-------- Records provided --------
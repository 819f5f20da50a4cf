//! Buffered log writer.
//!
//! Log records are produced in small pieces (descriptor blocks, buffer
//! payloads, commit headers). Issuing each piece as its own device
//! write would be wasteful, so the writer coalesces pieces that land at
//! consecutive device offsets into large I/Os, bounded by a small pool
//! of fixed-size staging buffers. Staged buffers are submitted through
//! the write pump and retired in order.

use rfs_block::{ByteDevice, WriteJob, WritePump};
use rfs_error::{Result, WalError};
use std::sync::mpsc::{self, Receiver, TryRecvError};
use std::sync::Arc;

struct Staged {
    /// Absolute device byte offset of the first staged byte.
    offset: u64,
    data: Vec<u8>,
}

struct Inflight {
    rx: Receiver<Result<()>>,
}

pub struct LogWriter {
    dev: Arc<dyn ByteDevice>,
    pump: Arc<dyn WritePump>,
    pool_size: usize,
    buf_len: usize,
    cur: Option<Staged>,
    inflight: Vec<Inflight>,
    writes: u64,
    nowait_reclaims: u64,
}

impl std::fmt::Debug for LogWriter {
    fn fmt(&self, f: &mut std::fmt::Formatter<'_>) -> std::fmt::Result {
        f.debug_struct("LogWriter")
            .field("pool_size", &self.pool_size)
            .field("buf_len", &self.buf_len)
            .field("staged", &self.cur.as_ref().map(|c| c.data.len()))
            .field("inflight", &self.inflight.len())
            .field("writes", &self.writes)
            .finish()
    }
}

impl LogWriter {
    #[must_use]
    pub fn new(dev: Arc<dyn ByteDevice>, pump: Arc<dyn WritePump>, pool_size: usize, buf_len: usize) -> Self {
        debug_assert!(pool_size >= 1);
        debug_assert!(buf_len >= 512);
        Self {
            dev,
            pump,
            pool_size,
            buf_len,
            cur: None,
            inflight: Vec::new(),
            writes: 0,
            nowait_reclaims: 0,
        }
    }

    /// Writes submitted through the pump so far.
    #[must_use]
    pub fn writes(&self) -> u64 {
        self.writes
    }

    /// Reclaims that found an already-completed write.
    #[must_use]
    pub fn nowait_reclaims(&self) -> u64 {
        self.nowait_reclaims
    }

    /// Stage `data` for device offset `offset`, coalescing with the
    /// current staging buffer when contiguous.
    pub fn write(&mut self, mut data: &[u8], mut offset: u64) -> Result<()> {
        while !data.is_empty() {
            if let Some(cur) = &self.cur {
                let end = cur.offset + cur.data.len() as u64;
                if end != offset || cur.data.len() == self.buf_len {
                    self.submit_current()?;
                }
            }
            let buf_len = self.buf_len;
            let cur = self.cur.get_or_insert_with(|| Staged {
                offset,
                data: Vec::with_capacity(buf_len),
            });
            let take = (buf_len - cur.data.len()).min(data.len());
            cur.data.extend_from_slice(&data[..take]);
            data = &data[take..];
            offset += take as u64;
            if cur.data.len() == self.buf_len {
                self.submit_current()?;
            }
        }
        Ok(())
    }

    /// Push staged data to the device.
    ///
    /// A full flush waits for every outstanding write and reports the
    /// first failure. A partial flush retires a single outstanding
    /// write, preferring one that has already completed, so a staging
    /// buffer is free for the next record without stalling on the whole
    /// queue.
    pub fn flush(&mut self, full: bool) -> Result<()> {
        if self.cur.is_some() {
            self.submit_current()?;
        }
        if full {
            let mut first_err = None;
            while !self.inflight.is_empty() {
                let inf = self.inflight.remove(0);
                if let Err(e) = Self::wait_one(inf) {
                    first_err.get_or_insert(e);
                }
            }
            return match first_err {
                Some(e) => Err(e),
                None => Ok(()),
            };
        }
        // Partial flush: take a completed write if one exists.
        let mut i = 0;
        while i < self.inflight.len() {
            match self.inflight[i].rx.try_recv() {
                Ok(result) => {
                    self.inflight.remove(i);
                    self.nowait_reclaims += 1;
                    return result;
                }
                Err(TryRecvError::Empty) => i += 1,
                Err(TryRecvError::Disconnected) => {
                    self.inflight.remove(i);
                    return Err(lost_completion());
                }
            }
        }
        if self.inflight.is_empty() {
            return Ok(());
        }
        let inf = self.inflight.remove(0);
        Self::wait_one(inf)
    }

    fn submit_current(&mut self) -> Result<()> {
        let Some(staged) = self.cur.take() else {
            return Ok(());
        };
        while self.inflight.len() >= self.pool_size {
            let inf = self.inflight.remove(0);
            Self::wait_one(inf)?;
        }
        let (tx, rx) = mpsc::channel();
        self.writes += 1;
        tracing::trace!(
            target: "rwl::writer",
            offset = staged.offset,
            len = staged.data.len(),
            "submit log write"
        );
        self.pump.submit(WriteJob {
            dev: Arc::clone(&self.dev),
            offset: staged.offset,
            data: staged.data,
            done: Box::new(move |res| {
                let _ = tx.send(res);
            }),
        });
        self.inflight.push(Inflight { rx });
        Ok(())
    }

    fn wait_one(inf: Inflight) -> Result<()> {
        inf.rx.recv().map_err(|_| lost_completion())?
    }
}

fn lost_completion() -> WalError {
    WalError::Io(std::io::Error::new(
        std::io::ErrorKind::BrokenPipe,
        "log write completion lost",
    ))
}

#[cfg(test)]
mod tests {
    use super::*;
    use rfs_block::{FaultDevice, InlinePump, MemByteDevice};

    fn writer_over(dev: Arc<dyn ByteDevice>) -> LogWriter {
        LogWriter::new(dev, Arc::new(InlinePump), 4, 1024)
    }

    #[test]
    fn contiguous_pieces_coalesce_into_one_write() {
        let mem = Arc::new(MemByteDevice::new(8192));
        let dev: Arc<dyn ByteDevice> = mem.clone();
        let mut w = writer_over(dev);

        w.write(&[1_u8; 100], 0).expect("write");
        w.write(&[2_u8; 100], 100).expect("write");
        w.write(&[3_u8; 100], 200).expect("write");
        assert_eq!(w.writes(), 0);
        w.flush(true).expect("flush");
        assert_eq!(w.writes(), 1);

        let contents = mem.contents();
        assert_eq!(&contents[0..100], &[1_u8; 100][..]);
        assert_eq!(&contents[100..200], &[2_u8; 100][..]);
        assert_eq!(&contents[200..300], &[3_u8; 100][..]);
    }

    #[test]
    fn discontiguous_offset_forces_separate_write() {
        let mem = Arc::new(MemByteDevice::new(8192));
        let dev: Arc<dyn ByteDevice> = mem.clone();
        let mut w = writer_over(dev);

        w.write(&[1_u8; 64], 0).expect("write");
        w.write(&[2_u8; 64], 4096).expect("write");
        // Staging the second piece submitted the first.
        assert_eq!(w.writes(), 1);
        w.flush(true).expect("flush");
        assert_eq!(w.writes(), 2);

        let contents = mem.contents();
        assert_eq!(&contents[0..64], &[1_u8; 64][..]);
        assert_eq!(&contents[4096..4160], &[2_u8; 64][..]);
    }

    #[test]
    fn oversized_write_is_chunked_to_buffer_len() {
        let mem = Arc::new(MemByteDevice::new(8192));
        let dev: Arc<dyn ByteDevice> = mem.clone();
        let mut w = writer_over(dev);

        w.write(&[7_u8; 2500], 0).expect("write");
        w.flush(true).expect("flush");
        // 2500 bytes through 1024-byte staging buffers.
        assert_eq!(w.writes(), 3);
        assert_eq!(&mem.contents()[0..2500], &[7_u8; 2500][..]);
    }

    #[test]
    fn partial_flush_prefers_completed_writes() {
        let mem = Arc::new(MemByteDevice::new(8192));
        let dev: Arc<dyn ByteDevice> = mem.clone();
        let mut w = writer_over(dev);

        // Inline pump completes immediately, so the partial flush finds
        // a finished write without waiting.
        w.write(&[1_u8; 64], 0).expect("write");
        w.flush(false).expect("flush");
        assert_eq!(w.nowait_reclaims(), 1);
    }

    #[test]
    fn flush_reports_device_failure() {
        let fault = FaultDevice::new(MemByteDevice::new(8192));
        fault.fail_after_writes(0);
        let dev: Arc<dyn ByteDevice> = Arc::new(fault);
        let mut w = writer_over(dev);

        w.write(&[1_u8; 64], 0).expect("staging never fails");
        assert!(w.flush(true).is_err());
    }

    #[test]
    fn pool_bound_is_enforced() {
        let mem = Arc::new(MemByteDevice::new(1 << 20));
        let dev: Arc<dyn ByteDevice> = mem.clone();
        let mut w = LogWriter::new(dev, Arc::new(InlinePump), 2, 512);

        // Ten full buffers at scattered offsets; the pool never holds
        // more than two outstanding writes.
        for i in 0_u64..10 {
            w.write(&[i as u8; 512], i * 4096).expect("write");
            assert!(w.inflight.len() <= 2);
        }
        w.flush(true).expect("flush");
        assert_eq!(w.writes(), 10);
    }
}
--------
Work to complete ▸ Extract the first line above and each line after it up to and including the one with "retired in order.", please, exactly and with nothing else.

Exercise solution ▸
repository 819f5f20da50a4cf
//! Buffered log writer.
//!
//! Log records are produced in small pieces (descriptor blocks, buffer
//! payloads, commit headers). Issuing each piece as its own device
//! write would be wasteful, so the writer coalesces pieces that land at
//! consecutive device offsets into large I/Os, bounded by a small pool
//! of fixed-size staging buffers. Staged buffers are submitted through
//! the write pump and retired in order.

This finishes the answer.